Variation in Survival Rate Over Time
The next topic to cover is the significant variation in the wounded survival rate over time.
What the chart shows is a survivability rate that varied wildly through 2006. The swings began dampening followed by a significant movement in the survival rate beginning in 2009. The early variability was the result of several factors, including low numbers of KIA and wounded which meant that small changes in the number of deaths could yield the large swings in survival rates.
In 2009 Secretary Gates instructed the Army to fulfill its MEDEVAC missions within 60 minutes, he ordered the U.S. Air Force Pedro units be included in the overall MEDEVAC rotation, the number of MEDEVAC helicopters per company was restored to 15 from the 12 that had been in place since 2005, and more MEDEVAC companies were deployed raising the total number of available MEDEVAC helicopters. Until Secretary Gates stepped in average mission times were substantially longer than 60 minutes. The increased number of MEDEVAC helicopters in Afghanistan paid off with a demonstrably improved survival rate.
The 92% survival rate is excellent. The question is whether there is still room for improvement through modified policies and procedures. The Army essentially is saying “No, we looked at the MEDEVAC function in 2008 and determined that no changes were needed.”
The Army’s Chief Public Affairs Officer issued a statement on January 20, 2012 that included these thoughts:
“Finally, it’s important to remember that the Army would change its policy if battlefield commanders wanted a change. We take our obligation to perform the MEDEVAC mission very seriously. We’re a learning organization and periodically we review our policies to make sure they remain relevant. We looked at the MEDEVAC policy in 2008, but after a review, we determined no change was necessary.
Additionally, neither the International Security Assistance Force or U.S. Forces – Afghanistan has requested a change in policy; because our MEDEVAC crews and aircraft provide the best chance at survival ever seen in warfare, and because — as commanders in Afghanistan have told us — not arming our MEDEVACs and identifying them with the red cross has had no impact on the medical evacuation mission.”
Reality Changed in 2009
The next chart shows the increase in battlefield casualties between October, 2001 and December, 2011 in Afghanistan. The Army is still expressing confidence in the assessment made in 2008 – based on casualty rates about one seventh that of current experience – is still valid. A reasonable person would argue that a seven fold increase in activity rates should prompt a detailed review to see if any improvements are possible to accommodate better the higher tempo environment.

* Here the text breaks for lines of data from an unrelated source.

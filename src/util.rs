use std::time::Duration;

/// Compact age rendering for the shell tables, e.g. "4m 12s".
pub fn format_age(age: Duration) -> String {
	let total_secs = age.as_secs();

	if total_secs < 60 {
		return format!("{}s", total_secs);
	}

	let minutes = total_secs / 60;
	let seconds = total_secs % 60;

	if minutes < 60 {
		return format!("{}m {}s", minutes, seconds);
	}

	format!("{}h {}m", minutes / 60, minutes % 60)
}
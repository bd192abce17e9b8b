pub mod handlers;
pub mod messages;
pub mod pumps;
pub mod session;

use std::sync::Arc;
use std::sync::Mutex as StdMutex;
use std::time::Duration;

use dashmap::DashMap;
use log::{debug, info, warn};
use tokio::sync::{broadcast, mpsc};
use tokio::time::{interval, timeout};
use tokio_util::sync::CancellationToken;

use crate::config::Config;
use crate::constants;
use crate::storage::{ProviderRegistry, StorageProvider};
use crate::uploads::{UploadKey, UploadRegistry};

use messages::Frame;
use session::{Session, TransportKind};

/// Owns the set of connected sessions and the two background reapers.
/// Registration and unregistration are serialised through the event loop so
/// the session set has a single writer.
pub struct Hub {
	pub config: Arc<Config>,
	pub providers: Arc<ProviderRegistry>,
	pub uploads: Arc<UploadRegistry>,
	pub cancel: CancellationToken,

	sessions: DashMap<String, Arc<Session>>,

	register_tx: mpsc::Sender<Arc<Session>>,
	unregister_tx: mpsc::Sender<String>,

	// Reserved for future server-push fan-out; nothing subscribes yet.
	#[allow(dead_code)]
	broadcast_tx: broadcast::Sender<Frame>,

	event_rx: StdMutex<Option<(mpsc::Receiver<Arc<Session>>, mpsc::Receiver<String>)>>
}

impl Hub {
	pub fn new(config: Arc<Config>, providers: Arc<ProviderRegistry>, uploads: Arc<UploadRegistry>) -> Arc<Hub> {
		let (register_tx, register_rx) = mpsc::channel(64);
		let (unregister_tx, unregister_rx) = mpsc::channel(64);
		let (broadcast_tx, _) = broadcast::channel(64);

		Arc::new(Hub {
			config,
			providers,
			uploads,
			cancel: CancellationToken::new(),
			sessions: DashMap::new(),
			register_tx,
			unregister_tx,
			broadcast_tx,
			event_rx: StdMutex::new(Some((register_rx, unregister_rx)))
		})
	}

	/// Starts the event loop and both reapers. Runs until the hub token is
	/// cancelled; on the way out every remaining session is unregistered.
	pub async fn run(self: Arc<Hub>) {
		let (mut register_rx, mut unregister_rx) = self
			.event_rx
			.lock()
			.unwrap()
			.take()
			.expect("hub event loop started twice");

		tokio::spawn(self.clone().session_reaper());
		tokio::spawn(self.clone().upload_reaper());

		loop {
			tokio::select! {
				_ = self.cancel.cancelled() => break,

				registered = register_rx.recv() => {
					if let Some(session) = registered {
						debug!("Session {} registered ({:?}, {})", session.id, session.kind, session.claims.display());
						self.sessions.insert(session.id.clone(), session);
					}
				},

				unregistered = unregister_rx.recv() => {
					if let Some(session_id) = unregistered {
						self.drop_session(&session_id);
					}
				}
			}
		}

		let remaining: Vec<String> = self.sessions.iter().map(|entry| entry.key().clone()).collect();

		for session_id in remaining {
			self.drop_session(&session_id);
		}

		info!("Session hub stopped.");
	}

	pub async fn register(&self, session: Arc<Session>) {
		let _ = self.register_tx.send(session).await;
	}

	pub fn unregister(&self, session_id: &str) {
		let _ = self.unregister_tx.try_send(session_id.to_string());
	}

	pub fn find_session(&self, session_id: &str) -> Option<Arc<Session>> {
		self.sessions.get(session_id).map(|entry| entry.value().clone())
	}

	pub fn session_snapshot(&self) -> Vec<Arc<Session>> {
		self.sessions.iter().map(|entry| entry.value().clone()).collect()
	}

	/// The actual unregistration: close the queue, cancel the session token
	/// and reclaim uploads the departing identity left behind.
	fn drop_session(&self, session_id: &str) {
		let session = match self.sessions.remove(session_id) {
			Some((_, session)) => session,
			None => return
		};

		session.close_outbound();
		session.cancel.cancel();

		let orphaned = self.uploads.keys_owned_by(&session.claims);

		if !orphaned.is_empty() {
			debug!(
				"Session {} left {} in-flight upload(s); scheduling cancel",
				session.id,
				orphaned.len()
			);
		}

		for key in orphaned {
			self.schedule_upload_cancel(key);
		}

		debug!("Session {} unregistered", session_id);
	}

	/// Cancels one upload at its provider in a detached task so a slow
	/// backend can't stall the caller. The provider removes the registry
	/// entry and reclaims partial state.
	fn schedule_upload_cancel(&self, key: UploadKey) {
		let providers = self.providers.clone();
		let uploads = self.uploads.clone();

		tokio::spawn(async move {
			let entry = match uploads.get(&key) {
				Some(entry) => entry,
				None => return
			};

			let provider = match providers.get(&key.0) {
				Ok(provider) => provider,
				Err(err) => {
					// No provider can reclaim it; drop the entry so it does
					// not linger forever.
					warn!("No provider for orphaned upload '{}:{}': {}", key.0, key.1, err);
					uploads.remove(&key);
					return;
				}
			};

			let cancel = CancellationToken::new();
			let deadline = Duration::from_secs(constants::UPLOAD_CANCEL_DEADLINE_SECONDS);

			match timeout(deadline, provider.cancel_upload(&cancel, &entry.owner, &entry.path)).await {
				Ok(Ok(())) => debug!("Upload '{}:{}' cancelled at provider", key.0, key.1),
				Ok(Err(err)) => warn!("Cancelling upload '{}:{}' failed: {}", key.0, key.1, err),
				Err(_) => warn!("Cancelling upload '{}:{}' timed out", key.0, key.1)
			}
		});
	}

	/// Expires idle polling sessions. Duplex liveness is the pumps' job.
	async fn session_reaper(self: Arc<Hub>) {
		let mut ticker = interval(Duration::from_secs(constants::SESSION_REAPER_PERIOD_SECONDS));
		let idle_limit = Duration::from_secs(self.config.timeouts.idle);

		loop {
			tokio::select! {
				_ = self.cancel.cancelled() => break,
				_ = ticker.tick() => {}
			}

			let expired: Vec<String> = self
				.sessions
				.iter()
				.filter(|entry| {
					entry.value().kind == TransportKind::Polling && entry.value().idle_for() > idle_limit
				})
				.map(|entry| entry.key().clone())
				.collect();

			for session_id in expired {
				debug!("Reaping idle polling session {}", session_id);
				self.unregister(&session_id);
			}
		}
	}

	/// Expires uploads nobody has touched within the orphan TTL.
	async fn upload_reaper(self: Arc<Hub>) {
		let mut ticker = interval(Duration::from_secs(constants::UPLOAD_REAPER_PERIOD_SECONDS));
		let ttl = self.config.orphan_upload_ttl();

		loop {
			tokio::select! {
				_ = self.cancel.cancelled() => break,
				_ = ticker.tick() => {}
			}

			for key in self.uploads.stale_keys(ttl) {
				info!("Reaping orphaned upload '{}:{}'", key.0, key.1);
				self.schedule_upload_cancel(key);
			}
		}
	}
}

#[cfg(test)]
mod tests {
	use super::*;
	use crate::claims::UserClaims;

	fn test_hub() -> Arc<Hub> {
		Hub::new(
			Arc::new(Config::default()),
			Arc::new(ProviderRegistry::new()),
			Arc::new(UploadRegistry::new())
		)
	}

	#[tokio::test]
	async fn register_and_unregister_flow() {
		let hub = test_hub();
		let runner = tokio::spawn(hub.clone().run());

		let (session, _rx) = Session::new_duplex(UserClaims::anonymous(), &hub.cancel);
		let session = Arc::new(session);
		let session_id = session.id.clone();

		hub.register(session.clone()).await;

		// The event loop owns the set; give it a turn to apply the message.
		tokio::task::yield_now().await;
		tokio::time::sleep(Duration::from_millis(20)).await;
		assert!(hub.find_session(&session_id).is_some());

		hub.unregister(&session_id);
		tokio::time::sleep(Duration::from_millis(20)).await;

		assert!(hub.find_session(&session_id).is_none());
		assert!(session.cancel.is_cancelled());
		assert!(session.outbound().is_none());

		hub.cancel.cancel();
		runner.await.unwrap();
	}

	#[tokio::test]
	async fn shutdown_unregisters_every_session() {
		let hub = test_hub();
		let runner = tokio::spawn(hub.clone().run());

		let mut ids = Vec::new();

		for _ in 0..3 {
			let (session, _rx) = Session::new_duplex(UserClaims::anonymous(), &hub.cancel);
			let session = Arc::new(session);
			ids.push(session.id.clone());
			hub.register(session).await;
		}

		tokio::time::sleep(Duration::from_millis(20)).await;
		assert_eq!(hub.session_snapshot().len(), 3);

		hub.cancel.cancel();
		runner.await.unwrap();

		for id in ids {
			assert!(hub.find_session(&id).is_none());
		}
	}
}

Is 92% As Good As It Can Get?
The real question to ask is whether a 92% rate is as good as it gets. The Army conducted an analysis of combat related Died of Wounds (DOW) deaths between October, 2001 and June, 2009. These were deaths that occurred after the casualties reached a medical treatment facility. As reported in the article “Died of Wounds on the Battlefield: Causation and Implications for Improving Combat Casualty Care” published in the July, 2011 volume of the Journal of Trauma it was reported that a panel of military trauma experts determined that 48.6% of the cases reviewed had non-survivable wounds, while 51.4% DOW cases were classified as potentially survivable. It is reasonable to assume that between prehospital care provided in the field and onboard MEDEVAC flights along with the time lapse for completed MEDEVAC missions there are opportunities for improvements that will save more wounded soldiers.